Il s’avère que les nouveaux mauvais
gouvernements ont déjà clairement indiqué qu’ils allaient mettre en œuvre leurs
mégaprojets de grands capitalistes. De leur Train Maya (à Palenque, Chiapas),
de leur plan pour l’isthme de Tehuantepec (dans l’Etat de Oaxaca, développement
du port, des voies ferrées, des routes…), de la plantation d’arbres pour la marchandisation
du bois et des fruits. AMLO (Andrés Manuel Lopez Obrador, le nouveau président)(1)
a dit que les sociétés minières et les grandes sociétés d’agro-business
viendraient nous visiter. Il dispose d’un plan agraire qui pousse à l’extrême
l’idée de nous détruire en tant que peuples indigènes (natifs, autochtones) de manière
à convertir nos terres en marchandises. Ils veulent compléter ce que Carlos
Salinas de Gortari (président 1988/1994)
a dû laisser en attente parce que nous l’avons arrêté avec notre insurrection.
Ces projets sont destructeurs. Peu importe
combien de fois ils « multiplient » leurs 30 millions de supporters
(mouvement Morena). La vérité est que ces nouveaux pouvoirs font tout contre les
peuples natifs, leurs communautés, leurs terres, leurs montagnes, leurs rivières,
leurs animaux, leurs plantes et même leurs pierres. Non seulement, ils
s’opposent à nous, zapatistes, mais ils sont contre toutes les femmes qu’ils
disent indigènes (et aussi les hommes). Ils veulent que nos terres soient pour
les touristes qui auront leurs grands hôtels et leurs grands restaurants. Ils
veulent que nos terres deviennent des fermes produisant des bois précieux, des
fruits et de l’eau ; des mines pour extraire l’or, l’argent, l’uranium et
tous les minéraux que les capitalistes convoitent. Ils veulent que nous
devenions leurs petits pois, leurs serviteurs, que nous vendions notre dignité
pour quelques pièces par mois. Parce que ces capitalistes, et ceux qui leur
obéissent dans les nouveaux mauvais gouvernements, pensent que ce que nous voulons, c’est de l’argent. Ils ne
comprennent pas que nous voulons la liberté, que le peu que nous avons fait,
c’est de nous battre sans que personne nous demande des comptes.
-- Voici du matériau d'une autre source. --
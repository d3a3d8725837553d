//! WSL emitter that renders a document tree.
//!
//! Every element is written as its name followed by up to three blocks:
//! namespace declarations in `( )`, attributes in `[ ]` and child elements in
//! `{ }`. Empty blocks are omitted. A block holding more than one item is laid
//! out one item per line; a child block is always laid out that way.

use std::io::{self, Write};
use std::rc::Rc;

use tracing::trace;

use crate::node::{ExpandedName, Scope, XmlAttribute, XmlDocument, XmlElement};

/// Name written for namespace declarations, in place of `xmlns`.
pub const DECLARATION_MARKER: &str = "wslns";

/// Layout options for WSL output.
#[derive(Debug, Clone, PartialEq, Eq)]
pub struct WslOptions {
    /// Indentation written once per nesting level.
    pub indent: String,
    /// Line terminator.
    pub newline: String,
}

impl Default for WslOptions {
    fn default() -> Self {
        WslOptions {
            indent: "  ".to_string(),
            newline: "\n".to_string(),
        }
    }
}

/// Writes documents as WSL to an output sink.
///
/// The emitter writes as it walks and never flushes; the sink belongs to the
/// caller.
pub struct WslEmitter<W: Write> {
    writer: W,
    options: WslOptions,
    default_ns: Rc<str>,
}

impl<W: Write> WslEmitter<W> {
    /// Creates a new emitter with default layout.
    pub fn new(writer: W) -> Self {
        Self::with_options(writer, WslOptions::default())
    }

    /// Creates a new emitter with the given layout options.
    pub fn with_options(writer: W, options: WslOptions) -> Self {
        WslEmitter {
            writer,
            options,
            default_ns: Rc::from(""),
        }
    }

    /// Returns a reference to the underlying writer.
    pub fn get_ref(&self) -> &W {
        &self.writer
    }

    /// Consumes the emitter, returning the underlying writer.
    pub fn into_inner(self) -> W {
        self.writer
    }

    /// Writes a whole document.
    ///
    /// Several root elements are written one per line at the left margin; a
    /// single root is written inline after a space.
    pub fn write_document(&mut self, document: &XmlDocument) -> io::Result<()> {
        self.default_ns = document.default_namespace();

        let roots = document.roots();
        let many = roots.len() > 1;
        trace!(
            roots = roots.len(),
            default_ns = %self.default_ns,
            "writing WSL document"
        );
        for root in roots {
            self.write_element(root, None, 0, many)?;
        }
        Ok(())
    }

    fn write_element(
        &mut self,
        element: &XmlElement,
        parent: Option<&Scope<'_>>,
        depth: usize,
        many: bool,
    ) -> io::Result<()> {
        let scope = match parent {
            Some(parent) => parent.nest(element),
            None => Scope::new(element),
        };

        self.write_lead(depth, many)?;
        self.write_name(element.name(), &scope)?;

        let declarations: Vec<&XmlAttribute> = element.declarations().collect();
        self.write_block("(", ")", false, &declarations, depth, |w, attr, depth, many| {
            w.write_declaration(attr, depth, many)
        })?;

        let attributes: Vec<&XmlAttribute> = element.plain_attributes().collect();
        self.write_block("[", "]", false, &attributes, depth, |w, attr, depth, many| {
            w.write_attribute(attr, &scope, depth, many)
        })?;

        self.write_block(
            "{",
            "}",
            true,
            element.children(),
            depth,
            |w, child, depth, many| w.write_element(child, Some(&scope), depth, many),
        )?;

        if many {
            self.write_newline()?;
        }
        Ok(())
    }

    /// Writes one bracketed block; `write_item` renders each item at the
    /// block's inner depth.
    fn write_block<T, F>(
        &mut self,
        begin: &str,
        end: &str,
        force_many: bool,
        items: &[T],
        depth: usize,
        mut write_item: F,
    ) -> io::Result<()>
    where
        F: FnMut(&mut Self, &T, usize, bool) -> io::Result<()>,
    {
        if items.is_empty() {
            return Ok(());
        }
        let many = items.len() > 1 || force_many;

        write!(self.writer, " {}", begin)?;
        if many {
            self.write_newline()?;
        }
        for item in items {
            write_item(self, item, depth + 1, many)?;
        }
        if many {
            self.write_indent(depth)?;
        } else {
            self.writer.write_all(b" ")?;
        }
        self.writer.write_all(end.as_bytes())
    }

    fn write_declaration(
        &mut self,
        attr: &XmlAttribute,
        depth: usize,
        many: bool,
    ) -> io::Result<()> {
        self.write_lead(depth, many)?;
        self.writer.write_all(DECLARATION_MARKER.as_bytes())?;
        if let Some(Some(prefix)) = attr.declared_prefix() {
            write!(self.writer, ":{}", prefix)?;
        }
        self.write_value(attr.value())?;
        if many {
            self.write_newline()?;
        }
        Ok(())
    }

    fn write_attribute(
        &mut self,
        attr: &XmlAttribute,
        scope: &Scope<'_>,
        depth: usize,
        many: bool,
    ) -> io::Result<()> {
        self.write_lead(depth, many)?;
        self.write_name(attr.name(), scope)?;
        self.write_value(attr.value())?;
        if many {
            self.write_newline()?;
        }
        Ok(())
    }

    /// Names outside the default namespace get the prefix bound to their
    /// namespace, when one is in scope.
    fn write_name(&mut self, name: &ExpandedName, scope: &Scope<'_>) -> io::Result<()> {
        if name.namespace_uri != self.default_ns {
            if let Some(prefix) = scope
                .prefix_of(&name.namespace_uri)
                .filter(|prefix| !prefix.is_empty())
            {
                write!(self.writer, "{}:", prefix)?;
            }
        }
        self.writer
            .write_all(wsl_local_name(&name.local_name).as_bytes())
    }

    // Values go out verbatim.
    fn write_value(&mut self, value: &str) -> io::Result<()> {
        write!(self.writer, "=\"{}\"", value)
    }

    fn write_lead(&mut self, depth: usize, many: bool) -> io::Result<()> {
        if many {
            self.write_indent(depth)
        } else {
            self.writer.write_all(b" ")
        }
    }

    fn write_indent(&mut self, depth: usize) -> io::Result<()> {
        for _ in 0..depth {
            self.writer.write_all(self.options.indent.as_bytes())?;
        }
        Ok(())
    }

    fn write_newline(&mut self) -> io::Result<()> {
        self.writer.write_all(self.options.newline.as_bytes())
    }
}

/// Converts an XML local name to WSL casing.
///
/// Upper-case letters are lowered, and a `-` goes in front of each one unless
/// it starts the name or follows a `.` or `-`. So `ItemOne` becomes
/// `item-one` and `Grid.RowSpan` becomes `grid.row-span`.
pub fn wsl_local_name(name: &str) -> String {
    let mut result = String::with_capacity(name.len() + 4);
    let mut prev: Option<char> = None;
    for c in name.chars() {
        if c.is_uppercase() {
            if !matches!(prev, None | Some('.') | Some('-')) {
                result.push('-');
            }
            result.extend(c.to_lowercase());
        } else {
            result.push(c);
        }
        prev = Some(c);
    }
    result
}

/// Writes a document to a string.
pub fn to_wsl_string(document: &XmlDocument) -> io::Result<String> {
    let mut output = Vec::new();
    {
        let mut emitter = WslEmitter::new(&mut output);
        emitter.write_document(document)?;
    }
    Ok(String::from_utf8_lossy(&output).into_owned())
}

#[cfg(test)]
mod tests {
    use super::*;
    use crate::xml::load_str;

    fn wsl(xml: &str) -> String {
        let doc = load_str(xml).unwrap();
        to_wsl_string(&doc).unwrap()
    }

    #[test]
    fn test_local_name_casing() {
        assert_eq!(wsl_local_name("ItemOne"), "item-one");
        assert_eq!(wsl_local_name("attrValue"), "attr-value");
        assert_eq!(wsl_local_name("Grid.RowSpan"), "grid.row-span");
        assert_eq!(wsl_local_name("Foo-Bar"), "foo-bar");
        assert_eq!(wsl_local_name("ABC"), "a-b-c");
        assert_eq!(wsl_local_name("x1Y_z"), "x1-y_z");
        assert_eq!(wsl_local_name(""), "");
    }

    #[test]
    fn test_local_name_fixed_point() {
        for name in ["item-one", "grid.row-span", "plain", "a-b-c", "x_1"] {
            assert_eq!(wsl_local_name(name), name);
        }
        let once = wsl_local_name("SomeLongName.WithParts");
        assert_eq!(wsl_local_name(&once), once);
    }

    #[test]
    fn test_single_root_with_default_namespace() {
        let output = wsl(r#"<Root xmlns="urn:x"><ItemOne attrValue="5"/></Root>"#);
        assert_eq!(
            output,
            " root ( wslns=\"urn:x\" ) {\n  item-one [ attr-value=\"5\" ]\n}"
        );
    }

    #[test]
    fn test_sibling_roots() {
        assert_eq!(wsl("<A/><B/>"), "a\nb\n");
    }

    #[test]
    fn test_prefixed_child() {
        let output = wsl(r#"<Pkg xmlns:ns="urn:y"><ns:Child/></Pkg>"#);
        assert_eq!(output, " pkg ( wslns:ns=\"urn:y\" ) {\n  ns:child\n}");
    }

    #[test]
    fn test_bare_element() {
        assert_eq!(wsl("<Lone/>"), " lone");
    }

    #[test]
    fn test_multiple_attributes_go_multiline() {
        let output = wsl(r#"<a x="1" y="2"/>"#);
        assert_eq!(output, " a [\n  x=\"1\"\n  y=\"2\"\n]");
    }

    #[test]
    fn test_nested_blocks_indent() {
        let output = wsl(r#"<a><b x="1" y="2"><c/><d/></b></a>"#);
        assert_eq!(
            output,
            concat!(
                " a {\n",
                "  b [\n",
                "    x=\"1\"\n",
                "    y=\"2\"\n",
                "  ] {\n",
                "    c\n",
                "    d\n",
                "  }\n",
                "}"
            )
        );
    }

    #[test]
    fn test_declarations_and_prefixed_attributes() {
        let output = wsl(r#"<r xmlns="urn:d" xmlns:p="urn:p" p:x="1" y="2"/>"#);
        assert_eq!(
            output,
            concat!(
                " r (\n",
                "  wslns=\"urn:d\"\n",
                "  wslns:p=\"urn:p\"\n",
                ") [\n",
                "  p:x=\"1\"\n",
                "  y=\"2\"\n",
                "]"
            )
        );
    }

    #[test]
    fn test_default_namespace_suppresses_prefix() {
        // The root's default namespace is also bound to a prefix; names in it
        // still render bare.
        let output = wsl(r#"<a xmlns="urn:d" xmlns:d="urn:d"><d:b/></a>"#);
        assert!(output.contains("\n  b\n"), "{}", output);
    }

    #[test]
    fn test_unresolvable_prefix_renders_bare_name() {
        // Possibly lossy: `b` lives in urn:b but there is no prefix for it.
        let output = wsl(r#"<a><b xmlns="urn:b"/></a>"#);
        assert_eq!(output, " a {\n  b ( wslns=\"urn:b\" )\n}");
        assert!(!output.contains(":b"));
    }

    #[test]
    fn test_xml_prefix_is_resolved() {
        let output = wsl(r#"<doc xml:lang="en"/>"#);
        assert_eq!(output, " doc [ xml:lang=\"en\" ]");
    }

    #[test]
    fn test_shadowed_prefix_resolves_to_nearest() {
        let output = wsl(r#"<a xmlns:p="urn:one"><p:b xmlns:p="urn:two"><p:c/></p:b></a>"#);
        assert_eq!(
            output,
            concat!(
                " a ( wslns:p=\"urn:one\" ) {\n",
                "  p:b ( wslns:p=\"urn:two\" ) {\n",
                "    p:c\n",
                "  }\n",
                "}"
            )
        );
    }

    #[test]
    fn test_values_are_verbatim() {
        let output = wsl(r#"<a v="x &amp; y"/>"#);
        assert_eq!(output, " a [ v=\"x & y\" ]");
    }

    #[test]
    fn test_literal_line_breaks_do_not_reach_values() {
        let output = wsl("<a v=\"x&#10;y\" w=\"x\ny\"/>");
        assert_eq!(output, " a [\n  v=\"x\ny\"\n  w=\"x y\"\n]");
    }

    #[test]
    fn test_empty_document() {
        assert_eq!(wsl(""), "");
    }

    #[test]
    fn test_custom_options() {
        let doc = load_str("<a><b/></a>").unwrap();
        let options = WslOptions {
            indent: "\t".to_string(),
            newline: "\r\n".to_string(),
        };
        let mut emitter = WslEmitter::with_options(Vec::new(), options);
        emitter.write_document(&doc).unwrap();
        let output = String::from_utf8(emitter.into_inner()).unwrap();
        assert_eq!(output, " a {\r\n\tb\r\n}");
    }

    #[test]
    fn test_sink_errors_propagate() {
        struct FailingWriter;
        impl Write for FailingWriter {
            fn write(&mut self, _buf: &[u8]) -> io::Result<usize> {
                Err(io::Error::other("sink closed"))
            }
            fn flush(&mut self) -> io::Result<()> {
                Ok(())
            }
        }

        let doc = load_str("<a/>").unwrap();
        let mut emitter = WslEmitter::new(FailingWriter);
        assert!(emitter.write_document(&doc).is_err());
    }
}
Ils ne
comprennent pas que ce qu’ils appellent « progrès » est un mensonge,
qu’ils ne peuvent même pas s’occuper de la sécurité des femmes, qui continuent
à être battues, violées et assassinées dans leur monde progressiste ou
réactionnaire.
En territoire zapatiste, pas une seule
femme n’a été assassinée depuis de nombreuses années. Ils disent que nous
sommes les arriéré-e-s, les ignorant-e-s… Peut-être ne savons-nous pas ce
qu’est le meilleur féminisme, peut-être ne savons-nous pas comment dire
« corps » ou ce qu’est l’équité entre les sexes ou ces choses qui
comportent tant de lettres qu’elles ne peuvent même pas être dites… Ce que nous
savons, c’est que nous luttons pour notre liberté et que nous devons maintenant
nous battre pour la défendre afin que nos filles et nos petites-filles ne
souffrent pas de l’histoire douloureuse de nos grand-mères.
C’est à nous de lutter pour que l’histoire
ne se répète pas, celle qui implique que nous retournions dans le monde de la
stricte préparation de la nourriture et de la mise au monde des bébés, pour les
voir grandir dans l’humiliation, le mépris et la mort.
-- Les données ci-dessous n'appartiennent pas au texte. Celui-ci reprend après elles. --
use std::fs;
use std::io::Write;
use std::path::PathBuf;
use std::process::{Command, Output, Stdio};
use std::time::{SystemTime, UNIX_EPOCH};

fn wsl_bin() -> &'static str {
    env!("CARGO_BIN_EXE_wsl")
}

fn test_temp_dir(tag: &str) -> PathBuf {
    let ts = SystemTime::now()
        .duration_since(UNIX_EPOCH)
        .expect("clock before epoch")
        .as_nanos();
    let dir = std::env::temp_dir().join(format!("wsl-cli-{tag}-{}-{ts}", std::process::id()));
    fs::create_dir_all(&dir).expect("create temp dir");
    dir
}

fn run_with_stdin(args: &[&str], stdin: &str) -> Output {
    let mut child = Command::new(wsl_bin())
        .args(args)
        .stdin(Stdio::piped())
        .stdout(Stdio::piped())
        .stderr(Stdio::piped())
        .spawn()
        .expect("spawn wsl");
    child
        .stdin
        .take()
        .expect("stdin")
        .write_all(stdin.as_bytes())
        .expect("write stdin");
    child.wait_with_output().expect("wait for wsl")
}

#[test]
fn cli_converts_named_file() {
    let dir = test_temp_dir("file");
    let path = dir.join("doc.xml");
    fs::write(&path, r#"<Root xmlns="urn:x"><ItemOne attrValue="5"/></Root>"#).expect("write xml");

    let output = Command::new(wsl_bin())
        .arg(&path)
        .stdin(Stdio::null())
        .output()
        .expect("run wsl");

    assert!(output.status.success());
    assert_eq!(
        String::from_utf8(output.stdout).unwrap(),
        " root ( wslns=\"urn:x\" ) {\n  item-one [ attr-value=\"5\" ]\n}"
    );
    fs::remove_dir_all(dir).ok();
}

#[test]
fn cli_converts_piped_stdin() {
    let output = run_with_stdin(&[], "<A/><B/>");

    assert!(output.status.success());
    assert_eq!(String::from_utf8(output.stdout).unwrap(), "a\nb\n");
}

#[test]
fn cli_missing_file_reports_missing_document() {
    let dir = test_temp_dir("missing");
    let path = dir.join("absent.xml");

    let output = Command::new(wsl_bin())
        .arg(&path)
        .stdin(Stdio::null())
        .output()
        .expect("run wsl");

    assert_eq!(output.status.code(), Some(1));
    assert_eq!(String::from_utf8(output.stdout).unwrap(), "Missing document\n");
    fs::remove_dir_all(dir).ok();
}

#[test]
fn cli_parse_error_fails_without_output() {
    let output = run_with_stdin(&[], "<a><b></a>");

    assert_eq!(output.status.code(), Some(1));
    assert!(output.stdout.is_empty());
    let stderr = String::from_utf8(output.stderr).unwrap();
    assert!(stderr.contains("Error:"), "stderr: {stderr}");
}

#[test]
fn cli_crlf_in_attribute_value_becomes_space() {
    let dir = test_temp_dir("crlf");
    let path = dir.join("doc.xml");
    fs::write(&path, "<a v=\"x\r\ny\"/>").expect("write xml");

    let output = Command::new(wsl_bin())
        .arg(&path)
        .stdin(Stdio::null())
        .output()
        .expect("run wsl");

    assert!(output.status.success());
    assert_eq!(String::from_utf8(output.stdout).unwrap(), " a [ v=\"x y\" ]");
    fs::remove_dir_all(dir).ok();
}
Nous ne prenons pas les armes pour revenir
à ce passé. Nous n’avons pas mené durant 25 ans une résistance pour servir les
touristes, les patrons et leurs contremaîtres.
Nous n’allons pas cesser d’être des promotrices
de l’éducation, de la santé, de la culture, de nos coutumes, de notre système
de pouvoir propre, de l’élection de nos mandants, pour devenir maintenant des
employées d’hôtels et de restaurants servant des étrangers pour quelques pesos.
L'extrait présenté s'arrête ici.